Pagi itu, saya hendak berangkat ke sekolah. Saya baru saja bangun dari tempat tidur dan bergegas mandi. Namun telepon genggam saya tiba-tiba bunyi. Saya angkat dan benar-benar tersontak kaget. Lelaki yang setiap pagi mengantarkan dan menjemput saya ke sekolah telah tiada. Ya, beliau pergi. Padahal saya yang sering tertawa dan berbincang dengannya sepanjang perjalanan melihatnya kemarin dalam keadaan sehat walafiat. Kemarin itu pula beliau yang mengantarkan saya menuju sekolah.

Hari itu juga, saya benar-benar merasakan kehilangan yang teramat sangat. Saya kehilangan seorang panutan dan sosok seorang ayah yang lain. Beliau mengajarkan saya banyak hal terutama dalam hidup.

"Hidup itu singkat seperti lilin, meleleh dan mati akhirnya."

Saya masih ingat kata-katanya beberapa bulan sebelum kepergiannya. Saya belum percaya beliau sudah tiada begitu saja. Saya tidak percaya beliau memiliki penyakit jantung. Beliau tidak pernah bercerita apa pun kepada saya. Setiap kali saya hendak bercerita tentangnya, saya merasa begitu sesak.

Mungkin begitu juga dengan apa yang dialami oleh Daniel Mahendra (DM). Kehilangan seorang kakak secara mendadak dan parahnya helikopter yang kakaknya dan kru film tumpangi hilang dan tidak diketemukan. Sampai suatu ketika, helikopter tesebut diketemukan dan prosedur pengambilan jenazah yang begitu menyakitkan pihak keluarga.

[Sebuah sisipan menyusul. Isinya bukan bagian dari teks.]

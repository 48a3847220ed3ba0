//
// Copyright 2017-2026 Hans W. Uhlig. All Rights Reserved.
//
// Licensed under the Apache License, Version 2.0 (the "License");
// you may not use this file except in compliance with the License.
// You may obtain a copy of the License at
//
//      http://www.apache.org/licenses/LICENSE-2.0
//
// Unless required by applicable law or agreed to in writing, software
// distributed under the License is distributed on an "AS IS" BASIS,
// WITHOUT WARRANTIES OR CONDITIONS OF ANY KIND, either express or implied.
// See the License for the specific language governing permissions and
// limitations under the License.
//

//! Command line options

use broadsock_codec::MESSAGE_SIZE;
use broadsock_service::{
    BroadcastHandler, ClaimSessionHandler, DEFAULT_PORT, LocalSessionLifecycle, MAX_CLIENTS,
    MessageHandler, ServerConfig,
};
use clap::Parser;
use std::net::{IpAddr, Ipv4Addr, SocketAddr};
use std::sync::Arc;
use std::time::Duration;

/// Relay framed messages between TCP peers
#[derive(Parser, Debug, Clone)]
#[command(name = "broadsock", author, version, about, long_about = None)]
pub struct Cli {
    /// Address to listen on
    #[arg(long, default_value_t = IpAddr::V4(Ipv4Addr::UNSPECIFIED))]
    pub bind: IpAddr,

    /// Port to listen on
    #[arg(short, long, default_value_t = DEFAULT_PORT)]
    pub port: u16,

    /// Size of the client table; one slot is always kept free
    #[arg(long, default_value_t = MAX_CLIENTS)]
    pub max_clients: usize,

    /// Largest message payload in bytes
    #[arg(long, default_value_t = MESSAGE_SIZE)]
    pub max_message_size: usize,

    /// Disconnect clients silent for this many seconds
    #[arg(long, value_name = "SECS")]
    pub idle_timeout: Option<u64>,

    /// Player session token a client may claim (repeatable)
    #[arg(long = "reserve-token", value_name = "TOKEN")]
    pub reserve_tokens: Vec<String>,

    /// Grant every non-empty player session token once
    #[arg(long)]
    pub accept_any_token: bool,

    /// Relay claim requests like any other message
    #[arg(long, conflicts_with_all = ["reserve_tokens", "accept_any_token"])]
    pub no_claims: bool,

    /// Log filter used when RUST_LOG is unset
    #[arg(long, default_value = "info")]
    pub log_level: String,
}

impl Cli {
    /// Server configuration from the options
    pub fn server_config(&self) -> ServerConfig {
        ServerConfig::new(SocketAddr::new(self.bind, self.port))
            .with_max_clients(self.max_clients)
            .with_max_message_size(self.max_message_size)
            .with_idle_timeout(self.idle_timeout.map(Duration::from_secs))
    }

    /// In-process session lifecycle seeded with the reserved tokens
    pub fn lifecycle(&self) -> LocalSessionLifecycle {
        let lifecycle = if self.accept_any_token {
            LocalSessionLifecycle::accepting_any()
        } else {
            LocalSessionLifecycle::new()
        };
        for token in &self.reserve_tokens {
            lifecycle.reserve_player_session(token.clone());
        }
        lifecycle
    }

    /// Message handler selected by the options
    pub fn handler(&self) -> Arc<dyn MessageHandler> {
        if self.no_claims {
            Arc::new(BroadcastHandler)
        } else {
            Arc::new(ClaimSessionHandler::new(BroadcastHandler))
        }
    }
}

#[cfg(test)]
mod tests {
    use super::*;

    #[test]
    fn test_defaults() {
        let cli = Cli::try_parse_from(["broadsock"]).unwrap();
        let config = cli.server_config();

        assert_eq!(config.bind_address, "0.0.0.0:5000".parse().unwrap());
        assert_eq!(config.max_clients, 5);
        assert_eq!(config.max_message_size, 8192);
        assert_eq!(config.idle_timeout, None);
        assert_eq!(cli.log_level, "info");
        assert!(config.validate().is_ok());
    }

    #[test]
    fn test_options() {
        let cli = Cli::try_parse_from([
            "broadsock",
            "--bind",
            "127.0.0.1",
            "-p",
            "7000",
            "--max-clients",
            "16",
            "--idle-timeout",
            "30",
            "--reserve-token",
            "psess-1",
            "--reserve-token",
            "psess-2",
        ])
        .unwrap();
        let config = cli.server_config();

        assert_eq!(config.bind_address, "127.0.0.1:7000".parse().unwrap());
        assert_eq!(config.client_limit(), 15);
        assert_eq!(config.idle_timeout, Some(Duration::from_secs(30)));
        assert_eq!(cli.reserve_tokens, vec!["psess-1", "psess-2"]);
    }

    #[tokio::test]
    async fn test_lifecycle_from_options() {
        use broadsock_service::SessionLifecycle;

        let cli = Cli::try_parse_from(["broadsock", "--reserve-token", "psess-1"]).unwrap();
        let lifecycle = cli.lifecycle();
        lifecycle.activate_session().await.unwrap();

        assert!(lifecycle.accept_player_session("psess-1").await.is_ok());
        assert!(lifecycle.accept_player_session("other").await.is_err());
    }

    #[test]
    fn test_no_claims_conflicts_with_tokens() {
        let result = Cli::try_parse_from(["broadsock", "--no-claims", "--accept-any-token"]);
        assert!(result.is_err());

        let cli = Cli::try_parse_from(["broadsock", "--no-claims"]).unwrap();
        assert!(cli.no_claims);
    }
}
//
// Copyright 2017-2026 Hans W. Uhlig. All Rights Reserved.
//
// Licensed under the Apache License, Version 2.0 (the "License");
// you may not use this file except in compliance with the License.
// You may obtain a copy of the License at
//
//      http://www.apache.org/licenses/LICENSE-2.0
//
// Unless required by applicable law or agreed to in writing, software
// distributed under the License is distributed on an "AS IS" BASIS,
// WITHOUT WARRANTIES OR CONDITIONS OF ANY KIND, either express or implied.
// See the License for the specific language governing permissions and
// limitations under the License.
//

//! Stream-level tests for the frame codec

use broadsock_codec::protocol::{self, ServerNotice};
use broadsock_codec::{Frame, FrameCodec, FrameError, MESSAGE_SIZE, Message};
use futures_util::{SinkExt, StreamExt};
use proptest::prelude::*;
use tokio::io::{AsyncWriteExt, duplex};
use tokio_util::codec::{FramedRead, FramedWrite};

proptest! {
    #[test]
    fn prop_length_prefixed_round_trip(fields in proptest::collection::vec(".{0,64}", 1..8)) {
        let mut message = Message::new();
        for field in &fields {
            message.write_str(field).unwrap();
        }
        message.rewind();
        for field in &fields {
            prop_assert_eq!(&message.read_string().unwrap(), field);
        }
        prop_assert_eq!(message.remaining(), 0);
    }

    #[test]
    fn prop_writes_never_exceed_limit(limit in 0usize..64, chunks in proptest::collection::vec(0usize..24, 0..16)) {
        let mut message = Message::with_limit(limit);
        for size in chunks {
            let before = message.len();
            match message.write_bytes(&vec![b'x'; size]) {
                Ok(()) => prop_assert_eq!(message.len(), before + 4 + size),
                Err(FrameError::CapacityExceeded { .. }) => prop_assert_eq!(message.len(), before),
                Err(other) => prop_assert!(false, "unexpected error: {}", other),
            }
            prop_assert!(message.len() <= limit);
        }
    }
}

#[tokio::test]
async fn test_framed_stream_of_notices() {
    let (client, server) = duplex(4096);
    let mut writer = FramedWrite::new(server, FrameCodec::new());
    let mut reader = FramedRead::new(client, FrameCodec::new());

    writer
        .send(protocol::connect_self(10, MESSAGE_SIZE).unwrap())
        .await
        .unwrap();
    writer
        .send(protocol::disconnect(11, MESSAGE_SIZE).unwrap())
        .await
        .unwrap();
    drop(writer);

    let mut notices = Vec::new();
    while let Some(frame) = reader.next().await {
        match frame.unwrap() {
            Frame::Message(mut message) => notices.push(ServerNotice::decode(&mut message).unwrap()),
            Frame::Discarded { declared } => panic!("unexpected discard of {} bytes", declared),
        }
    }
    assert_eq!(
        notices,
        vec![
            ServerNotice::ConnectSelf { uid: 10 },
            ServerNotice::Disconnect { uid: 11 }
        ]
    );
}

#[tokio::test]
async fn test_oversized_frame_keeps_stream_aligned() {
    let (client, mut server) = duplex(64 * 1024);
    let mut reader = FramedRead::new(client, FrameCodec::with_max_message_size(16));

    let declared = 20_000u32;
    server.write_all(&declared.to_be_bytes()).await.unwrap();
    server.write_all(&vec![0xAA; declared as usize]).await.unwrap();

    let mut follow_up = Message::new();
    follow_up.write_str("ok").unwrap();
    let frame = FrameCodec::new().encode_frame(&follow_up).unwrap();
    server.write_all(&frame).await.unwrap();
    drop(server);

    assert_eq!(
        reader.next().await.unwrap().unwrap(),
        Frame::Discarded { declared: 20_000 }
    );
    match reader.next().await.unwrap().unwrap() {
        Frame::Message(mut message) => assert_eq!(message.read_string().unwrap(), "ok"),
        other => panic!("unexpected frame: {:?}", other),
    }
    assert!(reader.next().await.is_none());
}

#[tokio::test]
async fn test_peer_closes_mid_frame() {
    let (client, mut server) = duplex(1024);
    let mut reader = FramedRead::new(client, FrameCodec::new());

    server.write_all(&8u32.to_be_bytes()).await.unwrap();
    server.write_all(b"abc").await.unwrap();
    drop(server);

    let result = reader.next().await.unwrap();
    assert!(matches!(
        result,
        Err(FrameError::TruncatedMessage {
            declared: 8,
            available: 3
        })
    ));
}

#[tokio::test]
async fn test_claim_request_wire_bytes() {
    let message = protocol::claim_request("psess-1").unwrap();
    let frame = FrameCodec::new().encode_frame(&message).unwrap();

    let mut expected = Vec::new();
    expected.extend_from_slice(&38u32.to_be_bytes());
    expected.extend_from_slice(&23u32.to_be_bytes());
    expected.extend_from_slice(b"GL_CLAIM_PLAYER_SESSION");
    expected.extend_from_slice(&7u32.to_be_bytes());
    expected.extend_from_slice(b"psess-1");
    assert_eq!(frame.as_ref(), expected.as_slice());
}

Mengambil sudut pandang Laras, DM bercerita mengenai peristiwa demi peristiwa. Dibalut dengan cerita romantis antara Haikal dan Laras yang saling mencintai, Laras yang harus pergi ke Medan untuk pengambilan gambar film dokumenter, dan cerita masa lalu Haikal dan Laras.

Cerita dibuka dengan pertemuan Haikal dan Langi, sahabat Haikal yang adalah seorang penulis. Haikal memberikan setumpuk catatan yang harus dibaca oleh Langi untuk menuliskan novel pesanan Haikal. Awalnya Langi menolak, tetapi gencaran dari Haikal membuat Langi pada akhirnya memutuskan untuk membacanya.

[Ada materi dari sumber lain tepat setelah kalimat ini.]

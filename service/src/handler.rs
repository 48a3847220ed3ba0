//
// Copyright 2017-2026 Hans W. Uhlig. All Rights Reserved.
//
// Licensed under the Apache License, Version 2.0 (the "License");
// you may not use this file except in compliance with the License.
// You may obtain a copy of the License at
//
//      http://www.apache.org/licenses/LICENSE-2.0
//
// Unless required by applicable law or agreed to in writing, software
// distributed under the License is distributed on an "AS IS" BASIS,
// WITHOUT WARRANTIES OR CONDITIONS OF ANY KIND, either express or implied.
// See the License for the specific language governing permissions and
// limitations under the License.
//

//! Message handler traits and implementations

use crate::{CUSTOM_DATA_SIZE, Client, Dispatcher, Result};
use async_trait::async_trait;
use broadsock_codec::{Message, protocol};
use std::sync::Arc;
use tracing::{debug, info, warn};

/// Per-deployment message logic
///
/// The server hands every complete frame a client sends to
/// [`MessageHandler::on_message`]. Handlers decide who sees it through the
/// [`Dispatcher`].
///
/// # Example
///
/// ```no_run
/// use broadsock_service::{Client, Dispatcher, MessageHandler, Result};
/// use broadsock_codec::Message;
/// use async_trait::async_trait;
/// use std::sync::Arc;
///
/// struct Echo;
///
/// #[async_trait]
/// impl MessageHandler for Echo {
///     async fn on_message(
///         &self,
///         dispatcher: &Dispatcher,
///         client: &Arc<Client>,
///         message: Message,
///     ) -> Result<()> {
///         dispatcher.reply_to_origin(&message, client).await?;
///         Ok(())
///     }
/// }
/// ```
#[async_trait]
pub trait MessageHandler: Send + Sync + 'static {
    /// Called once the client is registered and has been told its id
    async fn on_connect(&self, _dispatcher: &Dispatcher, _client: &Arc<Client>) {}

    /// Called for every complete frame within the size limit
    ///
    /// An error is logged and the client stays connected.
    async fn on_message(
        &self,
        dispatcher: &Dispatcher,
        client: &Arc<Client>,
        message: Message,
    ) -> Result<()>;

    /// Called after the client has been evicted
    async fn on_disconnect(&self, _dispatcher: &Dispatcher, _client: &Arc<Client>) {}
}

/// Relays every message to everyone but its sender, prefixed with the
/// sender's id
#[derive(Debug, Default, Clone, Copy)]
pub struct BroadcastHandler;

#[async_trait]
impl MessageHandler for BroadcastHandler {
    async fn on_message(
        &self,
        dispatcher: &Dispatcher,
        client: &Arc<Client>,
        message: Message,
    ) -> Result<()> {
        let relayed = protocol::relay(
            client.id().as_u64(),
            &message,
            dispatcher.max_message_size(),
        )?;
        dispatcher.broadcast_except(&relayed, client.id()).await?;
        Ok(())
    }
}

/// Intercepts player session claims and passes everything else on
///
/// A message whose first field is `GL_CLAIM_PLAYER_SESSION` is consumed
/// here: its token goes to the session lifecycle and only the sender hears
/// back, with either `GL_CLAIM_PLAYER_SESSION_SUCCESS` or
/// `GL_CLAIM_PLAYER_SESSION_FAILED`. A granted token is kept in the
/// client's custom data. Any other message reaches the wrapped handler
/// unread.
#[derive(Debug, Default, Clone)]
pub struct ClaimSessionHandler<H = BroadcastHandler> {
    inner: H,
}

impl<H: MessageHandler> ClaimSessionHandler<H> {
    /// Wrap `inner`
    pub fn new(inner: H) -> Self {
        Self { inner }
    }

    /// The wrapped handler
    pub fn inner(&self) -> &H {
        &self.inner
    }

    async fn claim(&self, dispatcher: &Dispatcher, client: &Client, message: &mut Message) -> bool {
        let token = match message.read_string() {
            Ok(token) => token,
            Err(error) => {
                debug!(client_id = %client.id(), %error, "Claim without a readable token");
                return false;
            }
        };

        if token.len() > CUSTOM_DATA_SIZE {
            warn!(
                client_id = %client.id(),
                len = token.len(),
                "Player session token too long"
            );
            return false;
        }

        match dispatcher.lifecycle().accept_player_session(&token).await {
            Ok(()) => match client.set_custom_data(token.as_bytes()) {
                Ok(()) => {
                    info!(client_id = %client.id(), "Player session claimed");
                    true
                }
                Err(error) => {
                    warn!(client_id = %client.id(), %error, "Failed to store player session");
                    false
                }
            },
            Err(error) => {
                info!(client_id = %client.id(), %error, "Player session claim refused");
                false
            }
        }
    }
}

#[async_trait]
impl<H: MessageHandler> MessageHandler for ClaimSessionHandler<H> {
    async fn on_connect(&self, dispatcher: &Dispatcher, client: &Arc<Client>) {
        self.inner.on_connect(dispatcher, client).await
    }

    async fn on_message(
        &self,
        dispatcher: &Dispatcher,
        client: &Arc<Client>,
        mut message: Message,
    ) -> Result<()> {
        let is_claim = matches!(
            message.read_string(),
            Ok(tag) if tag == protocol::CLAIM_PLAYER_SESSION
        );
        if !is_claim {
            message.rewind();
            return self.inner.on_message(dispatcher, client, message).await;
        }

        let success = self.claim(dispatcher, client, &mut message).await;
        let reply = protocol::claim_result(
            client.id().as_u64(),
            success,
            dispatcher.max_message_size(),
        )?;
        dispatcher.reply_to_origin(&reply, client).await?;
        Ok(())
    }

    async fn on_disconnect(&self, dispatcher: &Dispatcher, client: &Arc<Client>) {
        self.inner.on_disconnect(dispatcher, client).await
    }
}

Cerita berlanjut kepada jatuhnya pesawat Laras di Gunung Sibayak. Dua kru dan dua orang pilot TNI AD tewas begitu saja. Laras yang setengah mati mulai menceritakan keadaan yang sesungguhnya terjadi atas mereka. Pendeskripsian dari DM yang begitu kuat membuat cerita ini semakin bernyawa dan menggebu-gebu dalam memainkan emosi pembaca.

Sayangnya, ini semua tidaklah berlangsung lama. Flash back cerita ini membuat goyang jalan cerita yang ada. Cerita mendayu-dayu dan bertempo lambat. Menjadi memaksa pembaca untuk didongengkan sejarah perfilman yang sebenarnya mayoritas orang Indonesia sudah tahu. Ditambah pula dengan catatan kaki yang sebenarnya adalah kosakata umum membuat cerita menjadi malas.

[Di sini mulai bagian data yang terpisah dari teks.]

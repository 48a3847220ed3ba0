//
// Copyright 2017-2026 Hans W. Uhlig. All Rights Reserved.
//
// Licensed under the Apache License, Version 2.0 (the "License");
// you may not use this file except in compliance with the License.
// You may obtain a copy of the License at
//
//      http://www.apache.org/licenses/LICENSE-2.0
//
// Unless required by applicable law or agreed to in writing, software
// distributed under the License is distributed on an "AS IS" BASIS,
// WITHOUT WARRANTIES OR CONDITIONS OF ANY KIND, either express or implied.
// See the License for the specific language governing permissions and
// limitations under the License.
//

use crate::message::LENGTH_PREFIX_SIZE;
use crate::{FrameError, MESSAGE_SIZE, Message};
use bytes::{Buf, BufMut, Bytes, BytesMut};
use tokio_util::codec::{Decoder, Encoder};
use tracing::{trace, warn};

/// One unit decoded from the wire.
#[derive(Clone, Debug, PartialEq, Eq)]
pub enum Frame {
    /// A complete frame whose payload fit within the size limit.
    Message(Message),
    /// A frame that declared more than the size limit. Exactly `declared`
    /// payload bytes were consumed and thrown away, keeping the stream aligned.
    Discarded {
        /// Length the peer declared in the header
        declared: usize,
    },
}

#[derive(Clone, Copy, Debug, PartialEq, Eq)]
enum DecoderState {
    Header,
    Payload { length: usize },
    Discarding { declared: usize, remaining: usize },
}

/// Codec for `u32` big-endian length-prefixed frames.
///
/// Each frame on the wire is a 4 byte header holding the payload length
/// followed by exactly that many payload bytes. The header is not part of
/// the decoded [`Message`]; it is stripped on decode and added on encode.
///
/// Frames larger than the configured limit are never buffered. The decoder
/// skips their payload as it arrives and then reports [`Frame::Discarded`].
///
/// # Example
/// ```
/// use broadsock_codec::{Frame, FrameCodec, Message};
/// use bytes::BytesMut;
/// use tokio_util::codec::{Decoder, Encoder};
///
/// let mut codec = FrameCodec::new();
/// let mut message = Message::new();
/// message.write_str("hi").unwrap();
///
/// let mut wire = BytesMut::new();
/// codec.encode(&message, &mut wire).unwrap();
/// assert_eq!(&wire[..4], &[0, 0, 0, 6]);
///
/// let decoded = codec.decode(&mut wire).unwrap();
/// assert_eq!(decoded, Some(Frame::Message(message)));
/// ```
#[derive(Clone, Debug)]
pub struct FrameCodec {
    max_message_size: usize,
    state: DecoderState,
}

impl Default for FrameCodec {
    fn default() -> Self {
        FrameCodec::new()
    }
}

impl FrameCodec {
    /// Creates a codec limited to [`MESSAGE_SIZE`] byte payloads.
    pub fn new() -> FrameCodec {
        FrameCodec::with_max_message_size(MESSAGE_SIZE)
    }

    /// Creates a codec limited to `max_message_size` byte payloads.
    pub fn with_max_message_size(max_message_size: usize) -> FrameCodec {
        FrameCodec {
            max_message_size,
            state: DecoderState::Header,
        }
    }

    /// Largest payload accepted in either direction.
    pub fn max_message_size(&self) -> usize {
        self.max_message_size
    }

    /// Encodes `message` into a standalone wire frame.
    ///
    /// Used to encode once and write the same bytes to many recipients.
    pub fn encode_frame(&self, message: &Message) -> Result<Bytes, FrameError> {
        let mut dst = BytesMut::with_capacity(LENGTH_PREFIX_SIZE + message.len());
        self.write_frame(message.as_bytes(), &mut dst)?;
        Ok(dst.freeze())
    }

    fn write_frame(&self, payload: &[u8], dst: &mut BytesMut) -> Result<(), FrameError> {
        if payload.len() > self.max_message_size {
            return Err(FrameError::CapacityExceeded {
                required: payload.len(),
                limit: self.max_message_size,
            });
        }
        dst.reserve(LENGTH_PREFIX_SIZE + payload.len());
        dst.put_u32(payload.len() as u32);
        dst.put_slice(payload);
        Ok(())
    }
}

impl Decoder for FrameCodec {
    type Item = Frame;
    type Error = FrameError;

    fn decode(&mut self, src: &mut BytesMut) -> Result<Option<Self::Item>, Self::Error> {
        loop {
            match self.state {
                DecoderState::Header => {
                    if src.len() < LENGTH_PREFIX_SIZE {
                        src.reserve(LENGTH_PREFIX_SIZE - src.len());
                        return Ok(None);
                    }
                    let length = src.get_u32() as usize;
                    if length > self.max_message_size {
                        warn!(
                            declared = length,
                            limit = self.max_message_size,
                            "Discarding oversized frame"
                        );
                        self.state = DecoderState::Discarding {
                            declared: length,
                            remaining: length,
                        };
                    } else {
                        trace!(length, "Frame header decoded");
                        src.reserve(length.saturating_sub(src.len()));
                        self.state = DecoderState::Payload { length };
                    }
                }
                DecoderState::Payload { length } => {
                    if src.len() < length {
                        return Ok(None);
                    }
                    let payload = src.split_to(length);
                    self.state = DecoderState::Header;
                    let message = Message::from_payload(&payload, self.max_message_size)?;
                    return Ok(Some(Frame::Message(message)));
                }
                DecoderState::Discarding {
                    declared,
                    remaining,
                } => {
                    let skip = remaining.min(src.len());
                    src.advance(skip);
                    let remaining = remaining - skip;
                    if remaining == 0 {
                        self.state = DecoderState::Header;
                        return Ok(Some(Frame::Discarded { declared }));
                    }
                    self.state = DecoderState::Discarding {
                        declared,
                        remaining,
                    };
                    return Ok(None);
                }
            }
        }
    }

    fn decode_eof(&mut self, src: &mut BytesMut) -> Result<Option<Self::Item>, Self::Error> {
        if let Some(frame) = self.decode(src)? {
            return Ok(Some(frame));
        }
        let state = std::mem::replace(&mut self.state, DecoderState::Header);
        match state {
            DecoderState::Header if src.is_empty() => Ok(None),
            DecoderState::Header => {
                let available = src.len();
                src.clear();
                Err(FrameError::TruncatedMessage {
                    declared: LENGTH_PREFIX_SIZE,
                    available,
                })
            }
            DecoderState::Payload { length } => {
                let available = src.len();
                src.clear();
                Err(FrameError::TruncatedMessage {
                    declared: length,
                    available,
                })
            }
            DecoderState::Discarding {
                declared,
                remaining,
            } => Err(FrameError::TruncatedMessage {
                declared,
                available: declared - remaining,
            }),
        }
    }
}

impl Encoder<&Message> for FrameCodec {
    type Error = FrameError;

    fn encode(&mut self, item: &Message, dst: &mut BytesMut) -> Result<(), Self::Error> {
        self.write_frame(item.as_bytes(), dst)
    }
}

impl Encoder<Message> for FrameCodec {
    type Error = FrameError;

    fn encode(&mut self, item: Message, dst: &mut BytesMut) -> Result<(), Self::Error> {
        self.write_frame(item.as_bytes(), dst)
    }
}

#[cfg(test)]
mod tests {
    use super::*;
    use tracing_test::traced_test;

    fn wire(payload: &[u8]) -> BytesMut {
        let mut buf = BytesMut::new();
        buf.put_u32(payload.len() as u32);
        buf.put_slice(payload);
        buf
    }

    #[test]
    fn test_decode_partial_header() {
        let mut codec = FrameCodec::new();
        let mut buf = BytesMut::from(&[0u8, 0][..]);
        assert_eq!(codec.decode(&mut buf).unwrap(), None);
        buf.put_slice(&[0, 2, b'o', b'k']);
        match codec.decode(&mut buf).unwrap() {
            Some(Frame::Message(message)) => assert_eq!(message.as_bytes(), b"ok"),
            other => panic!("unexpected frame: {:?}", other),
        }
        assert!(buf.is_empty());
    }

    #[test]
    fn test_decode_partial_payload() {
        let mut codec = FrameCodec::new();
        let mut full = wire(b"hello");
        let mut buf = full.split_to(6);
        assert_eq!(codec.decode(&mut buf).unwrap(), None);
        buf.unsplit(full);
        assert!(matches!(
            codec.decode(&mut buf).unwrap(),
            Some(Frame::Message(_))
        ));
    }

    #[test]
    fn test_decode_zero_length_frame() {
        let mut codec = FrameCodec::new();
        let mut buf = wire(b"");
        match codec.decode(&mut buf).unwrap() {
            Some(Frame::Message(message)) => assert!(message.is_empty()),
            other => panic!("unexpected frame: {:?}", other),
        }
    }

    #[test]
    #[traced_test]
    fn test_oversized_frame_is_discarded_in_pieces() {
        let mut codec = FrameCodec::with_max_message_size(4);
        let mut buf = BytesMut::new();
        buf.put_u32(6);
        buf.put_slice(b"abc");
        assert_eq!(codec.decode(&mut buf).unwrap(), None);
        assert!(buf.is_empty());

        buf.put_slice(b"def");
        buf.extend_from_slice(&wire(b"ok"));
        assert_eq!(
            codec.decode(&mut buf).unwrap(),
            Some(Frame::Discarded { declared: 6 })
        );
        match codec.decode(&mut buf).unwrap() {
            Some(Frame::Message(message)) => assert_eq!(message.as_bytes(), b"ok"),
            other => panic!("unexpected frame: {:?}", other),
        }
        assert!(logs_contain("Discarding oversized frame"));
    }

    #[test]
    fn test_decode_eof_clean() {
        let mut codec = FrameCodec::new();
        let mut buf = BytesMut::new();
        assert_eq!(codec.decode_eof(&mut buf).unwrap(), None);
    }

    #[test]
    fn test_decode_eof_mid_payload() {
        let mut codec = FrameCodec::new();
        let mut buf = BytesMut::new();
        buf.put_u32(10);
        buf.put_slice(b"abc");
        assert!(matches!(
            codec.decode_eof(&mut buf),
            Err(FrameError::TruncatedMessage {
                declared: 10,
                available: 3
            })
        ));
    }

    #[test]
    fn test_decode_eof_mid_discard() {
        let mut codec = FrameCodec::with_max_message_size(2);
        let mut buf = BytesMut::new();
        buf.put_u32(5);
        buf.put_slice(b"ab");
        assert_eq!(codec.decode(&mut buf).unwrap(), None);
        assert!(matches!(
            codec.decode_eof(&mut buf),
            Err(FrameError::TruncatedMessage {
                declared: 5,
                available: 2
            })
        ));
    }

    #[test]
    fn test_encode_rejects_oversized_payload() {
        let mut codec = FrameCodec::with_max_message_size(2);
        let message = Message::from_payload(b"abc", 16).unwrap();
        let mut dst = BytesMut::new();
        assert!(codec.encode(&message, &mut dst).is_err());
        assert!(dst.is_empty());
        assert!(codec.encode_frame(&message).is_err());
    }

    #[test]
    fn test_encode_frame_matches_encoder() {
        let mut codec = FrameCodec::new();
        let mut message = Message::new();
        message.write_number(11u64).unwrap();
        message.write_str("DISCONNECT").unwrap();

        let mut dst = BytesMut::new();
        codec.encode(&message, &mut dst).unwrap();
        assert_eq!(codec.encode_frame(&message).unwrap(), dst.freeze());
    }
}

Sebenarnya kalau dilihat lebih jeli, dua cerpen yang disisipkan DM dalam cerita seperti pemaksaan agar novel terlihat lebih tebal. Juga dengan sejarah perfilman yang panjangnya tidak diperlukan sampai sebanyak itu. Rasanya, membacanya melewati beberapa halaman bahkan dua sampai tiga bab kita tetap bisa mengikuti alur ceritanya.

Sesungguhnya cerita dua insan muda yang jatuh cinta ini nikmat untuk diikuti jika beberapa bagian cerita yang dipaksa harus ada di dalam novel ini terhapuskan. DM sudah bercerita seperti apa yang harus dilakukan. Tidak perlu ditambahkan cerita-cerita apa lagi yang semakin menyimpangkan jalan cerita.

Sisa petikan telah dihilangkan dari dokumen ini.